How one man made 22 games in 22 years, mostly from his basement - code_duck
http://venturebeat.com/2015/02/17/the-original-indie-dev-how-one-man-made-22-games-in-22-years-mostly-from-his-basement/
======
pdkl95
ZUN (太田順也)[1] may only be on the 14th game in his "Touhou Project" series of
danmaku[2] games, he that does include drawing all the art, composting the
music (apx a CD worth per-game?), etc. When you add in the fighting game
variants, experimental puzzle games, etc, that he released in the spare time
between the main-series games, you end up with one of the most project
histories that I've ever seen.

The scale of the impact his games have had is shocking. Fans of ZUN's work are
so widespread, you've probably seen some of the art, covers[3], or some of the
fan works that it inspired. If you were near any amount of Anime fandom in the
last decade, then you've seen a _lot_ of stuff based on ZUN's work.

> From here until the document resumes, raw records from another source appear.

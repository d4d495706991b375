use axum::{Json, extract::State};
use serde_json::{Map, Value, json};
use tracing::warn;

use crate::error::ApiError;
use crate::router::AppState;
use crate::types::cms::{ContentUpdate, ThemeUpdate};

/// GET /api/cms/content
///
/// Values are stored as JSON text; rows that fail to decode are passed
/// through as raw strings so one malformed section cannot take the whole
/// content map down. The fallback is logged.
pub async fn get_content(State(state): State<AppState>) -> Result<Json<Value>, ApiError> {
    let rows = state.storage.all_content().await?;
    let mut content = Map::new();
    for (section, raw) in rows {
        let Some(raw) = raw else {
            continue;
        };
        match serde_json::from_str::<Value>(&raw) {
            Ok(value) => {
                content.insert(section, value);
            }
            Err(e) => {
                warn!(section = %section, error = %e, "cms content is not valid JSON, returning raw string");
                content.insert(section, Value::String(raw));
            }
        }
    }
    Ok(Json(json!({
        "status": "success",
        "content": content,
    })))
}

/// PUT /api/cms/content
pub async fn update_content(
    State(state): State<AppState>,
    Json(payload): Json<ContentUpdate>,
) -> Result<Json<Value>, ApiError> {
    let section = payload
        .section
        .as_deref()
        .map(str::trim)
        .filter(|s| !s.is_empty())
        .ok_or_else(|| ApiError::validation("Section required"))?;

    let serialized = serde_json::to_string(&payload.content)?;
    state.storage.upsert_section(section, &serialized).await?;
    Ok(Json(json!({
        "status": "success",
        "message": "Content updated",
        "section": section,
    })))
}

/// GET /api/cms/theme
pub async fn get_theme(State(state): State<AppState>) -> Result<Json<Value>, ApiError> {
    let theme = match state.storage.get_theme().await? {
        Some(raw) => serde_json::from_str::<Value>(&raw).unwrap_or_else(|e| {
            warn!(error = %e, "stored theme is not valid JSON, returning empty object");
            json!({})
        }),
        None => json!({}),
    };
    Ok(Json(json!({
        "status": "success",
        "theme": theme,
    })))
}

/// PUT /api/cms/theme
pub async fn update_theme(
    State(state): State<AppState>,
    Json(payload): Json<ThemeUpdate>,
) -> Result<Json<Value>, ApiError> {
    let serialized = serde_json::to_string(&payload.theme)?;
    state.storage.upsert_theme(&serialized).await?;
    Ok(Json(json!({
        "status": "success",
        "message": "Theme updated",
    })))
}
//! Engine selection for auto-placement: the AI service is preferred when the
//! caller allows it, with the deterministic planner as the fallback.

use crate::error::ApiError;
use crate::types::layout::LayoutOutcome;
use tracing::info;

/// Anything that can place the furniture set inside a room.
pub trait LayoutEngine {
    fn auto_place(
        &self,
        room_width: f64,
        room_height: f64,
    ) -> impl Future<Output = Result<LayoutOutcome, ApiError>> + Send;
}

/// Two-way fallback: with `use_ai` the AI engine runs first, and its result
/// only stands when it actually used a model. With `use_ai == false` the AI
/// engine is never contacted.
pub async fn auto_place<A, F>(
    ai: &A,
    fallback: &F,
    use_ai: bool,
    room_width: f64,
    room_height: f64,
) -> Result<LayoutOutcome, ApiError>
where
    A: LayoutEngine + Sync,
    F: LayoutEngine + Sync,
{
    if use_ai {
        let outcome = ai.auto_place(room_width, room_height).await?;
        if outcome.model_used {
            return Ok(outcome);
        }
        info!("AI model unavailable upstream, falling back to deterministic planner");
    } else {
        info!("AI disabled by request, using deterministic planner");
    }
    fallback.auto_place(room_width, room_height).await
}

That said, a lot of people haven't actually played his original games, which
are very impressive. They may seem impossible[4] at first, but they have a
certain meditative quality once you get past the initial shock, and can be (in
my opinion) surprisingly effective at tricking the player into a "flow"-style
mental state.

[1]
[http://en.touhouwiki.net/wiki/Team_Shanghai_Alice](http://en.touhouwiki.net/wiki/Team_Shanghai_Alice)

[2]
[http://en.touhouwiki.net/wiki/Danmaku](http://en.touhouwiki.net/wiki/Danmaku)

[3] For example, the youtube suggestions for this well-known cover of Bad
Apple (
[https://www.youtube.com/watch?v=VzEUeWnV73U](https://www.youtube.com/watch?v=VzEUeWnV73U)
) is full of people being creative with jsut that _one_ song. Some of are
surprisingly talented (
[https://www.youtube.com/watch?v=hr7uwOp0Yck](https://www.youtube.com/watch?v=hr7uwOp0Yck)
)

[4] Just don't play it on "lunatic" difficulty:
[https://www.youtube.com/watch?feature=player_detailpage&v=eJ...](https://www.youtube.com/watch?feature=player_detailpage&v=eJxaXWLlWx8#t=77)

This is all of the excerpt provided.